Scan the entries below and extract each line with the word "settled" in it.

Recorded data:
--- START ---

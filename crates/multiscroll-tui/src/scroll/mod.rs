//! Fling physics for simulated lists
//!
//! - `config` - Derived fling settings (re-exported from multiscroll-core)
//! - `fling` - Easing curves and the frame-stepped fling animator

pub mod config;
pub mod fling;

pub use config::{EasingType, FlingConfig, FlingConfigExt};
pub use fling::{EasingTypeExt, FlingAnimator};
use crate::services::auth::AuthService;
use futures_util::future::{self, BoxFuture, FutureExt, Shared};
use std::sync::atomic::{AtomicBool, Ordering};
use std::sync::{Arc, OnceLock};
use tracing::{debug, info, warn};

type Attempt = Shared<BoxFuture<'static, ()>>;

/// One-shot reconciliation of the persisted token with a verified user
///
/// The first call to [`initialize`](Self::initialize) starts the attempt on
/// its own task, every caller awaits that same attempt, and every later call
/// returns immediately. A caller that is dropped only stops waiting; the
/// attempt still runs to completion. Failures are logged and end in a
/// logged-out session.
pub struct SessionBootstrap {
    auth: Arc<AuthService>,
    attempt: OnceLock<Attempt>,
    done: Arc<AtomicBool>,
}

impl SessionBootstrap {
    pub fn new(auth: Arc<AuthService>) -> Self {
        Self {
            auth,
            attempt: OnceLock::new(),
            done: Arc::new(AtomicBool::new(false)),
        }
    }

    /// Must be called inside a tokio runtime
    pub async fn initialize(&self) {
        let attempt = self
            .attempt
            .get_or_init(|| {
                let auth = Arc::clone(&self.auth);
                let done = Arc::clone(&self.done);
                let handle = tokio::spawn(async move {
                    reconcile(&auth).await;
                    done.store(true, Ordering::SeqCst);
                });

                async move {
                    if let Err(e) = handle.await {
                        warn!(error = %e, "Session bootstrap task did not complete");
                    }
                }
                .boxed()
                .shared()
            })
            .clone();

        attempt.await;
    }

    /// Whether the single attempt has completed
    pub fn is_done(&self) -> bool {
        self.done.load(Ordering::SeqCst)
    }

    /// Complete the attempt without a request when none is needed
    ///
    /// Returns `true` if the bootstrap is finished after this call.
    pub fn try_settle(&self) -> bool {
        if self.is_done() {
            return true;
        }

        let session = self.auth.session();
        if session.get_token().is_none() || session.current_user().is_some() {
            let mut settled = false;
            // No-op when another caller already started the attempt
            self.attempt.get_or_init(|| {
                settled = true;
                future::ready(()).boxed().shared()
            });
            if settled {
                self.done.store(true, Ordering::SeqCst);
            }
        }

        self.is_done()
    }
}

async fn reconcile(auth: &AuthService) {
    let session = auth.session();

    if session.get_token().is_none() {
        debug!("No stored token, session bootstrap skipped");
        return;
    }

    if let Some(user) = session.current_user() {
        debug!(user_id = user.id, "Snapshot already present, session bootstrap skipped");
        return;
    }

    match auth.verify().await {
        Ok(user) => {
            info!(user_id = user.id, username = %user.username, "Stored session restored");
        }
        Err(e) => {
            warn!(error = %e, "Stored session could not be verified, cleared it");
        }
    }
}
use crate::core::error::{ValidationError, ViewError};
use crate::models::topic::{CreateTopicRequest, Topic};
use crate::services::auth::AuthService;
use std::sync::Arc;
use tracing::info;

/// Topic list with per-topic subscribe toggles
pub struct ThemesView {
    auth: Arc<AuthService>,
    topics: Vec<Topic>,
}

impl ThemesView {
    pub fn new(auth: Arc<AuthService>) -> Self {
        Self {
            auth,
            topics: Vec::new(),
        }
    }

    pub async fn load(&mut self) -> Result<&[Topic], ViewError> {
        self.topics = self.auth.api().list_topics().await?;
        info!(count = self.topics.len(), "Topics loaded");
        Ok(&self.topics)
    }

    pub fn topics(&self) -> &[Topic] {
        &self.topics
    }

    /// The session snapshot wins; the topic's own flag is used only while
    /// the user's subscriptions are unknown
    pub fn is_subscribed(&self, topic: &Topic) -> bool {
        self.auth
            .session()
            .current_user()
            .and_then(|user| user.is_subscribed_to(topic.id))
            .or(topic.subscribed)
            .unwrap_or(false)
    }

    /// Flip the subscription for `topic_id`, returning the new state
    pub async fn toggle(&mut self, topic_id: u64) -> Result<bool, ViewError> {
        if !self.auth.session().is_authenticated() {
            return Err(ViewError::NotAuthenticated);
        }

        let subscribed = match self.topics.iter().find(|topic| topic.id == topic_id) {
            Some(topic) => self.is_subscribed(topic),
            None => self
                .auth
                .session()
                .current_user()
                .and_then(|user| user.is_subscribed_to(topic_id))
                .unwrap_or(false),
        };

        if subscribed {
            self.auth.unsubscribe(topic_id).await?;
        } else {
            self.auth.subscribe(topic_id).await?;
        }

        let now_subscribed = !subscribed;
        if let Some(topic) = self.topics.iter_mut().find(|topic| topic.id == topic_id) {
            topic.subscribed = Some(now_subscribed);
        }
        Ok(now_subscribed)
    }

    pub async fn create_topic(&mut self, title: &str, description: &str) -> Result<&Topic, ViewError> {
        let title = title.trim();
        if title.is_empty() {
            return Err(ValidationError::Required("Title").into());
        }

        let request = CreateTopicRequest {
            title: title.to_string(),
            description: description.trim().to_string(),
        };
        let topic = self.auth.api().create_topic(&request).await?;
        info!(topic_id = topic.id, title = %topic.title, "Topic created");

        self.topics.push(topic);
        Ok(&self.topics[self.topics.len() - 1])
    }
}
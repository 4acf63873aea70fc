use crate::core::error::ViewError;
use crate::models::user::{TopicSummary, User};
use crate::navigation::route::Route;
use crate::services::auth::AuthService;
use crate::validation::forms::ProfileForm;
use std::sync::Arc;
use tracing::info;

/// Account settings and subscription list of the logged-in user
pub struct ProfileView {
    auth: Arc<AuthService>,
    user: Option<User>,
    pub form: ProfileForm,
}

impl ProfileView {
    pub fn new(auth: Arc<AuthService>) -> Self {
        Self {
            auth,
            user: None,
            form: ProfileForm::default(),
        }
    }

    /// Prefill the form, from the cached snapshot when there is one
    pub async fn open(&mut self) -> Result<&User, ViewError> {
        let user = self.auth.current_or_fetch().await?;
        self.prefill(&user);
        Ok(&*self.user.insert(user))
    }

    fn prefill(&mut self, user: &User) {
        self.form = ProfileForm {
            username: user.username.clone(),
            email: user.email.clone(),
            password: String::new(),
        };
    }

    pub fn user(&self) -> Option<&User> {
        self.user.as_ref()
    }

    pub async fn save(&mut self) -> Result<&User, ViewError> {
        let current = self.user.as_ref().ok_or(ViewError::NotLoaded)?;
        let changes = self.form.clone().validate(&current.username, &current.email)?;

        let updated = self.auth.update_me(&changes).await?;
        self.prefill(&updated);
        Ok(&*self.user.insert(updated))
    }

    /// Subscriptions of the live snapshot, or of the user loaded on open
    pub fn subscriptions(&self) -> Vec<TopicSummary> {
        self.auth
            .session()
            .current_user()
            .or_else(|| self.user.clone())
            .and_then(|user| user.subscriptions)
            .unwrap_or_default()
    }

    pub async fn unsubscribe(&mut self, topic_id: u64) -> Result<(), ViewError> {
        let user = self.auth.unsubscribe(topic_id).await?;
        self.user = Some(user);
        Ok(())
    }

    pub fn logout(&mut self) -> Route {
        self.auth.logout();
        self.user = None;
        self.form = ProfileForm::default();
        info!("Logged out from profile");
        Route::Home
    }
}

--- END ---

### Answer to the exercise
            let mut settled = false;
                settled = true;
            if settled {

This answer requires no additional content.